What questions should I ask when evaluating AI support vendors?

You have budget approval. You have a shortlist. Now you are sitting across from vendor sales teams, and every one of them has a polished demo showing their AI resolving tickets flawlessly. The demo is not the product. The questions you ask — and the answers you demand — are what separate a good vendor decision from a costly mistake.

This is a checklist of 15 questions that every Head of Support should ask during an AI support vendor evaluation. For each question, we define what a good answer looks like and what should raise a red flag. These are not theoretical — they are drawn from real evaluation processes at mid-market and enterprise support organizations.

TL;DR: AI support vendor evaluation requires 15 essential questions across pricing, quality metrics, escalation workflows, and security compliance. Key areas include transparent cost structure, resolution rate benchmarks, context-preserving handoffs, and data protection standards. Vendors should provide specific metrics rather than polished demos, with good answers including measurable performance data and clear implementation timelines.

Key takeaways:

Vendor demos don't reflect actual product performance
Demand specific metrics over polished presentations
15 questions cover pricing, quality, escalation, and security
Good vendors provide measurable benchmarks and implementation timelines

Print this out. Bring it to your next demo. Score every vendor against it.

The Evaluation Table

#	Question	Good Answer	Red Flag
1	How do you measure the quality of AI responses?	Per-response quality scoring across multiple dimensions (accuracy, completeness, tone, policy compliance). Automated self-evaluation on every response.	"We use CSAT scores" or "Our accuracy is 95%" without explaining how accuracy is measured.
2	What is your pricing model, and what is the total cost at my volume?	Clear, published pricing. Willingness to model cost at your specific ticket volume. Transparent per-ticket or per-resolution cost.	"Contact sales for pricing" with no ballpark. Annual contract with unclear overage charges.
3	How long does it take to go live with real tickets?	Specific timeline: "30 minutes to first response" or "2 weeks to full deployment." Backed by customer references.	"It depends" without specifics. Any timeline over 8 weeks for a standard deployment.
4	What happens when the AI cannot answer a question?	Defined escalation triggers. Configurable confidence thresholds. Full context passed to the human agent. Measurable escalation rate.	"The AI always tries to answer." No configurable escalation logic. Context is lost in handoff.
5	How do you handle AI hallucinations?	RAG-grounded responses with citation to source documents. Automated hallucination detection.
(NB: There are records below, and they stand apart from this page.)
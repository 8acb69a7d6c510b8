use chrono::{Datelike, Month, NaiveDate};
use num_traits::FromPrimitive;

use crate::error::{CalendarError, CalendarResult};

/// A single calendar month, stored as its first day
#[derive(Debug, Clone, Copy, PartialEq, Eq, PartialOrd, Ord, Hash)]
pub struct MonthDate(NaiveDate);

impl MonthDate {
    pub fn new(year: i32, month: Month) -> Option<Self> {
        NaiveDate::from_ymd_opt(year, month.number_from_month(), 1).map(Self)
    }

    /// Validating constructor for a 1-based month number
    pub fn from_numbers(year: i32, month: u32) -> CalendarResult<Self> {
        let month = u8::try_from(month)
            .ok()
            .and_then(Month::from_u8)
            .ok_or(CalendarError::InvalidMonth(month))?;
        Self::new(year, month).ok_or(CalendarError::InvalidYear(year))
    }

    pub fn year(self) -> i32 {
        self.0.year()
    }

    pub fn month(self) -> Month {
        // day 1 of a valid date always has a month in 1..=12
        Month::from_u32(self.0.month()).unwrap_or(Month::January)
    }

    pub const fn to_start_day_naive(self) -> NaiveDate {
        self.0
    }

    /// All twelve months of `year`, January first
    pub fn months_of_year(year: i32) -> CalendarResult<Vec<Self>> {
        (1..=12).map(|month| Self::from_numbers(year, month)).collect()
    }
}

#[cfg(test)]
mod tests {
    use super::*;

    #[test]
    fn rejects_month_zero_and_thirteen() {
        assert!(matches!(
            MonthDate::from_numbers(2024, 0),
            Err(CalendarError::InvalidMonth(0))
        ));
        assert!(matches!(
            MonthDate::from_numbers(2024, 13),
            Err(CalendarError::InvalidMonth(13))
        ));
    }

    #[test]
    fn rejects_unrepresentable_year() {
        assert!(matches!(
            MonthDate::from_numbers(i32::MAX, 1),
            Err(CalendarError::InvalidYear(_))
        ));
    }

    #[test]
    fn starts_on_first_day() {
        let month = MonthDate::from_numbers(2024, 2).unwrap();
        assert_eq!(month.to_start_day_naive(), NaiveDate::from_ymd_opt(2024, 2, 1).unwrap());
        assert_eq!(month.month(), Month::February);
        assert_eq!(month.year(), 2024);
    }

    #[test]
    fn year_has_twelve_months_in_order() {
        let months = MonthDate::months_of_year(2025).unwrap();
        assert_eq!(months.len(), 12);
        assert_eq!(months[0].month(), Month::January);
        assert_eq!(months[11].month(), Month::December);
    }
}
Response withheld when confidence is low.	"Our model doesn't hallucinate" or no specific hallucination mitigation strategy.
6	What integrations do you support, and how deep are they?	30+ integrations with specific documentation on data flow for each. Bi-directional sync with major help desks.	"We integrate with Zendesk" without specifics. One-way data push only. Fewer than 10 integrations.
7	Who manages the AI after deployment?	Clear ownership model — either vendor-managed or defined customer responsibilities with tooling to support them.	Ambiguous ownership. "Your team manages it" without adequate tooling or documentation.
8	What security certifications do you hold?	SOC 2 Type II at minimum. Clear data residency policies. No training on customer data without explicit opt-in. PII detection and redaction.	No SOC 2. Vague data handling policies. Model trained on customer data by default.
9	Can I see real performance data from a similar customer?	Named case studies with specific metrics: resolution rate, handle time reduction, quality scores, escalation rate.	Only aggregate statistics. No named references. "We can't share due to NDAs" for every customer.
10	What is your escalation false-negative rate?	A specific number (e.g., "Less than 3% of tickets that should have been escalated were not"). Methodology for measuring it.	"I don't know" or "We don't track that."
11	How do you handle knowledge base updates?	Automatic re-ingestion on a defined schedule (hourly, daily). Manual refresh option. Change detection and versioning.	Manual re-upload required. No version control. Updates take days to propagate.
12	What is the contract term, and what are the exit terms?	Month-to-month or per-ticket with no minimum term. Or annual with a 30-day termination clause. Data export included.	24-month minimum. Auto-renewal with 90+ day notice requirement. No data portability.
13	How do you handle multi-language support?	Specific list of supported languages. Quality metrics broken down by language. Native language processing, not just translation.	"We support all languages" without specifics. Translation-only approach for non-English.
14	What happens if your company is acquired?	Change-of-control clause in the contract. Commitment to 12+ months of service continuity. Data portability guarantee.	No change-of-control clause. No continuity commitment. (See what happened with Forethought's acquisition by Zendesk.)
15	How do you evaluate and improve over time?	Continuous learning from resolved tickets. Regular quality reports. Proactive recommendations for knowledge base gaps. Defined improvement cadence.	"The model improves automatically" without specifics. No structured improvement process. No reporting.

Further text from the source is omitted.